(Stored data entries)
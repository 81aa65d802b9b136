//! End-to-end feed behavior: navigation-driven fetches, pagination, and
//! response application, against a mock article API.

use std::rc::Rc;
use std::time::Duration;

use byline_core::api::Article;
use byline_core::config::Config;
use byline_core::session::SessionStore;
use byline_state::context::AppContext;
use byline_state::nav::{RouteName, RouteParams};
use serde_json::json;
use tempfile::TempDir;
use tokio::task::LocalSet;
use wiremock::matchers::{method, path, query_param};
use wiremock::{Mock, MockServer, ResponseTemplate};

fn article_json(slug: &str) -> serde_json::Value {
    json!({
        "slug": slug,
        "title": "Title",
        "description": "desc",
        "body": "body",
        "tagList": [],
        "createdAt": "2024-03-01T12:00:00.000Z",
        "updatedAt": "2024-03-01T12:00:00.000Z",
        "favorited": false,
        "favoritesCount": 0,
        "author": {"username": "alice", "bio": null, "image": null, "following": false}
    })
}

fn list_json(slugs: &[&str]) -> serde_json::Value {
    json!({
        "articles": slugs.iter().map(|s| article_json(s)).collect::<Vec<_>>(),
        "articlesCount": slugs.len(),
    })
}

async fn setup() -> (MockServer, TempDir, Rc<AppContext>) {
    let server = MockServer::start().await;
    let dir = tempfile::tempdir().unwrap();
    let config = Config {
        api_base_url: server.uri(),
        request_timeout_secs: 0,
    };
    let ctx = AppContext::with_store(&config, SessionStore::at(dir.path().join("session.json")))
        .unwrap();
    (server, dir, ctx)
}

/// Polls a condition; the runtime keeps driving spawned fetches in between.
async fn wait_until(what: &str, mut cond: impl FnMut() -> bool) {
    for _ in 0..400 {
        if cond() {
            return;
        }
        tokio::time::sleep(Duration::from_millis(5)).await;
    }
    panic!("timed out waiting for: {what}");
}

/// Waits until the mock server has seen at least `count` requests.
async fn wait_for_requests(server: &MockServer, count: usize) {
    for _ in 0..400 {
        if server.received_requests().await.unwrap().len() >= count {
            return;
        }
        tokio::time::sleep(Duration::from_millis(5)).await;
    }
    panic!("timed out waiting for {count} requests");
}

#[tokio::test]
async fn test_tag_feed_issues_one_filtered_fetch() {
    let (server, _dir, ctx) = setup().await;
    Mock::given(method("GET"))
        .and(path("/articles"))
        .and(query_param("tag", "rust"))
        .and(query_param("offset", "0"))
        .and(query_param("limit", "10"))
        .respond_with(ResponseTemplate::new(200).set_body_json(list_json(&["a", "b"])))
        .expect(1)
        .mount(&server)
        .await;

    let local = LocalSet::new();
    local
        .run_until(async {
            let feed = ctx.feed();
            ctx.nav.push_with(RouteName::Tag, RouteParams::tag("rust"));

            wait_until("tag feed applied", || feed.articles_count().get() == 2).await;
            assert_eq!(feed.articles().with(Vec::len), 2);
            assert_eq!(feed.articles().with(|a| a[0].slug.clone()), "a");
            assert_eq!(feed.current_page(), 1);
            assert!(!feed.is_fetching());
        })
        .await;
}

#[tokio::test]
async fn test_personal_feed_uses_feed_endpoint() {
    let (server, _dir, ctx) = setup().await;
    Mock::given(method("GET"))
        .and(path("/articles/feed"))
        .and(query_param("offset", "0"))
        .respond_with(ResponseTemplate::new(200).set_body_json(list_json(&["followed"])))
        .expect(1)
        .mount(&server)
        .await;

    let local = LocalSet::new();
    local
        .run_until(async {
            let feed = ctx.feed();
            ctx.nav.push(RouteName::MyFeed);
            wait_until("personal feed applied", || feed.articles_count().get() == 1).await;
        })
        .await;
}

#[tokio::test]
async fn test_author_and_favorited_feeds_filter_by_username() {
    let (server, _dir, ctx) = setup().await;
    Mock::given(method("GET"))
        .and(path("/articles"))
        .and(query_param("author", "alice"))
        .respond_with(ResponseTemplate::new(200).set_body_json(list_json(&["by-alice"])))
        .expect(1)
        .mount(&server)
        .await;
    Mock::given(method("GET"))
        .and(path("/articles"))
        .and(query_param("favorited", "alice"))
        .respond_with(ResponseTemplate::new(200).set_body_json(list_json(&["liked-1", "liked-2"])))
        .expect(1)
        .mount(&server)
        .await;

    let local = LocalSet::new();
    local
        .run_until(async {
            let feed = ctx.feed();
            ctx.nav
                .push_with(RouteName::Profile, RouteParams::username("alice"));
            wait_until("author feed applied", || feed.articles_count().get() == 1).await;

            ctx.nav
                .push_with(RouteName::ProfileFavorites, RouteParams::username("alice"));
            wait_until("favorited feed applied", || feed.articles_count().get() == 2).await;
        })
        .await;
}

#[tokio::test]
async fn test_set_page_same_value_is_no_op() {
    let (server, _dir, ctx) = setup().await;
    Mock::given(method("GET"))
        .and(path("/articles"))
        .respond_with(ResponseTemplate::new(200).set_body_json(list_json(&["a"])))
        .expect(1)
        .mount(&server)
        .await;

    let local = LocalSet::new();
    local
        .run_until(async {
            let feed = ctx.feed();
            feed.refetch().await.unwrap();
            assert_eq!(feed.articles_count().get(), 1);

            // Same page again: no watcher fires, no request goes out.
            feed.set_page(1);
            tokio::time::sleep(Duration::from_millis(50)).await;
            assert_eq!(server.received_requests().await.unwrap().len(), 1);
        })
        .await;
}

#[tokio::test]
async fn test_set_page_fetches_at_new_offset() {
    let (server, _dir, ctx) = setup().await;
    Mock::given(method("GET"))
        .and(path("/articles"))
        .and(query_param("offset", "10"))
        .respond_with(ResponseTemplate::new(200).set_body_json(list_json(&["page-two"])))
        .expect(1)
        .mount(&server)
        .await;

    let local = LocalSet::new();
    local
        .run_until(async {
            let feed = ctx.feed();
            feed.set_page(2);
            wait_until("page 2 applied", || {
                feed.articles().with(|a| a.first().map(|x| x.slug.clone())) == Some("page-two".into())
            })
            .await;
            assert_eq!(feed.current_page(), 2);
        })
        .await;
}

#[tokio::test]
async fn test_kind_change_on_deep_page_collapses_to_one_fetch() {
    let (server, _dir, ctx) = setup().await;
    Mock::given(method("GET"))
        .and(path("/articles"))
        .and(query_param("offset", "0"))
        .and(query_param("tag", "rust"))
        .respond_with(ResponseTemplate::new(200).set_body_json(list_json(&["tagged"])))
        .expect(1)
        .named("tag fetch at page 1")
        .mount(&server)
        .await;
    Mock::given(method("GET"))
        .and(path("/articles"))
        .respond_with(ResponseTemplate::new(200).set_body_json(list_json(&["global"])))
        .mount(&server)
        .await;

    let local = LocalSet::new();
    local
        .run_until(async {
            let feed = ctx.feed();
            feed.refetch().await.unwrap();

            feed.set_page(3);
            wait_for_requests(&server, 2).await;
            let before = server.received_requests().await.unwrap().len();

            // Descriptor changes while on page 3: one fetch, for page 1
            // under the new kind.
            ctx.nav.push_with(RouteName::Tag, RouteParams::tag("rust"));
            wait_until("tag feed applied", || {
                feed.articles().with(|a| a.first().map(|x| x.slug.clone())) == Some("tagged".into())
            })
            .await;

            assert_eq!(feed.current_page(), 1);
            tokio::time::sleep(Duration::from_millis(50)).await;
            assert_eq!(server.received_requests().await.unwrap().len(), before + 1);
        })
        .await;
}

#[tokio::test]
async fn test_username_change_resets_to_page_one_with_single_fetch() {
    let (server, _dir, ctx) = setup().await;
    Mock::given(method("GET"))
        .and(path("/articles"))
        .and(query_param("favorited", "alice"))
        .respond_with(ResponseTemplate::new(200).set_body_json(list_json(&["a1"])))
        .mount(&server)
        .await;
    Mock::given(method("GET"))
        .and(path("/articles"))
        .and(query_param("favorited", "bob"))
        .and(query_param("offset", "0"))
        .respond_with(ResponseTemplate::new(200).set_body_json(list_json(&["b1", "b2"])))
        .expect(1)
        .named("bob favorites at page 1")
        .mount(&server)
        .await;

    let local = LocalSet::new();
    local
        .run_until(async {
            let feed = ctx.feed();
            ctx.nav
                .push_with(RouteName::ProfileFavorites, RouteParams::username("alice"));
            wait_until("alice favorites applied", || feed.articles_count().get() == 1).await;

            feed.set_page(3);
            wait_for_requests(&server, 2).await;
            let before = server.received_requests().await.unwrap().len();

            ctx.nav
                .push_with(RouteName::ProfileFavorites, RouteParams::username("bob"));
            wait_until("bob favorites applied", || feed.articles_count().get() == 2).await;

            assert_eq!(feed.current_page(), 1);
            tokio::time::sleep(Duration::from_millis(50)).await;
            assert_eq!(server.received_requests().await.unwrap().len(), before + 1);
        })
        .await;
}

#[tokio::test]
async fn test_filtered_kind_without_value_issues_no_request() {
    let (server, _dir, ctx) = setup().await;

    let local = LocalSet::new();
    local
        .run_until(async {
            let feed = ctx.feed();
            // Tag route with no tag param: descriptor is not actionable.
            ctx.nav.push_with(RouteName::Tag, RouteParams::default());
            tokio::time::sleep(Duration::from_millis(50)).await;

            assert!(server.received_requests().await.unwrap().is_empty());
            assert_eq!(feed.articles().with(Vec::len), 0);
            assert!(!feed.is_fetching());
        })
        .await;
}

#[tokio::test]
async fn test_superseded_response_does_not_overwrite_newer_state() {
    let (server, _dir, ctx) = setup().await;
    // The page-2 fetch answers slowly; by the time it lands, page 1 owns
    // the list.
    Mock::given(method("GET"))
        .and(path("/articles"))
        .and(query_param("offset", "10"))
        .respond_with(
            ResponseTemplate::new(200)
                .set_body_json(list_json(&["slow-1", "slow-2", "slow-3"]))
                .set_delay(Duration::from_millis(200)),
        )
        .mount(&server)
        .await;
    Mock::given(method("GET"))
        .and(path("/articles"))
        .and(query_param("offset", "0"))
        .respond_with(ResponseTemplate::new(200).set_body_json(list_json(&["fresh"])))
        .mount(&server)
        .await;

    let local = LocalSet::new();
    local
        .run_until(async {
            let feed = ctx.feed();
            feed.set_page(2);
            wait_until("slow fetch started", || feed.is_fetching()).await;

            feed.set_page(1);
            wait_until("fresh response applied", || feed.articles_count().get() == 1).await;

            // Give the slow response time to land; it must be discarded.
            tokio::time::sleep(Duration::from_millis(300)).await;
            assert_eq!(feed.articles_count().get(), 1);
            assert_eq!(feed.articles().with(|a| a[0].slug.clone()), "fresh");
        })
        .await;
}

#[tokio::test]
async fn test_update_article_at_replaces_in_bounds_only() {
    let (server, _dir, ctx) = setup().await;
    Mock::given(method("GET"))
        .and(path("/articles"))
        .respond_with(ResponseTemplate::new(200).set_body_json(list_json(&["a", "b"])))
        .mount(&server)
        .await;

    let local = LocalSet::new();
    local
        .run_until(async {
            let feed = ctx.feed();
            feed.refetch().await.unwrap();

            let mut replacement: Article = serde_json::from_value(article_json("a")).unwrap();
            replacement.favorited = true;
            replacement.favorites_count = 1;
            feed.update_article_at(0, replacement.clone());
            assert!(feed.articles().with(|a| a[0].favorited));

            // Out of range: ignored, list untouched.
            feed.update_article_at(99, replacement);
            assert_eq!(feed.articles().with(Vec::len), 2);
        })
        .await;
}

- [YOUR TASK]
I need the number of lines in the entries that include "first"; please give that number and nothing else.

- [YOUR RESPONSE]
2